July 5th, 2010        

Adidas’s new Japulani over engineered?

Considered as one of the worst ball ever made for the world cup, the Jabulani has made some serious headlines during this time’s event. Many considered the Jabulani to be ‘hard to control’, and a lot had blamed it on the results.

Experts claimed that the Jabulani to be too round to fly straight, causing it to have erratic flight course waypoint. Therefore, the Adidas-made ball has been under a serious drubbing, even by the players.

Spain’s Iker Casillas has dissed it as “rotten,” while Italy’s top goalkeeper Gianluigi Buffon tagged it “unpredictable”. Julio Cesar of Brazil suggested he could do better buying a ball in a supermarket.

This may be due to how the Jabulani is made. “The stitches of the Jabulani are internal, so the ball resembles a perfect sphere,” said Eric Berton, deputy director of the Institute of the Science of Movement in Marseille, France.

Adidas’s new Japulani over engineered?

Other sports like tennis, golf, or baseball have irregularities precisely to insure a more stable and controlled trajectory. The ridges or exposed seams are what make possible spin in tennis or a curveball pitch in baseball. Ask a decent tennis player, and they can show you ways of controlling the projectile of the ball by means of spins and direction of hits.

Despite the Jabulani’s so-called “grip’n'groove” concept however, the ball apparently doesn’t behave in the same way. The Jabulani is made of eight thermally-bonded polyurethane panels, and is very nearly waterproof.

“Because of the shape, the time of contact with the foot is reduced,” said Berton.

“As a consequence, it practically doesn’t spin. The ball travels a little less far, and will have a floating and unpredictable trajectory, whether for a striker or a goalkeeper,” he said.

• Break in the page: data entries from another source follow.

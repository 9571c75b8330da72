use thiserror::Error;

/// Failures while bringing up the process around the cache core.
#[derive(Debug, Error)]
pub enum InfraError {
    #[error("failed to open cache database `{url}`: {message}")]
    Open { url: String, message: String },
    #[error("cache schema migration failed: {0}")]
    Migrate(String),
    #[error("invalid api endpoint `{base_url}`: {message}")]
    Endpoint { base_url: String, message: String },
    #[error("telemetry initialization failed: {0}")]
    Telemetry(String),
    #[error("failed to wait for shutdown signal: {0}")]
    Signal(#[source] std::io::Error),
}

impl InfraError {
    pub fn open(url: impl Into<String>, err: impl std::fmt::Display) -> Self {
        Self::Open {
            url: url.into(),
            message: err.to_string(),
        }
    }

    pub fn endpoint(base_url: impl Into<String>, err: impl std::fmt::Display) -> Self {
        Self::Endpoint {
            base_url: base_url.into(),
            message: err.to_string(),
        }
    }

    pub fn telemetry(message: impl Into<String>) -> Self {
        Self::Telemetry(message.into())
    }

    /// Settings named something that cannot work; retrying will not help.
    pub fn is_misconfiguration(&self) -> bool {
        matches!(self, Self::Endpoint { .. } | Self::Open { .. })
    }
}

impl From<sqlx::migrate::MigrateError> for InfraError {
    fn from(err: sqlx::migrate::MigrateError) -> Self {
        Self::Migrate(err.to_string())
    }
}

Kazuya Seo of Yamagata and Takeshi Asai University in Tsukuba , researchers from Japan also tested the Jabulani in wind-tunnel and found that the machine-made Jabulani was close to a perfect sphere, actually too close to similar a sphere, therefore has a tendency to slow suddenly in mid-flight – a disconcerting characteristic for footballers. Derek Leinweber, an Australian scientist based at Adelaide University, also conducted a series of computer-stimulated tests and concluded that the ball goes faster and is more unpredictable. “That means the goalkeeper can no longer really anticipate its trajectory,” he said.

However, Fifa has said differently in regards to the new Jabulani – which means “to celebrate” in isiZulu — “allows for maximum control, stable flight and perfect grip under all conditions.”

Due to the controversy, Adidas has also stepped up in defending its product. “There are strict Fifa guidelines on the ball (weight, size, bounce depending on what the temperature is),” commented the German company. “Not only does our ball fulfill all these conditions but in fact they go beyond them.

I guess that’s the problem with the Jabulani. It’s engineered ‘to go beyond’ the design guideline, that’s causing all the trouble.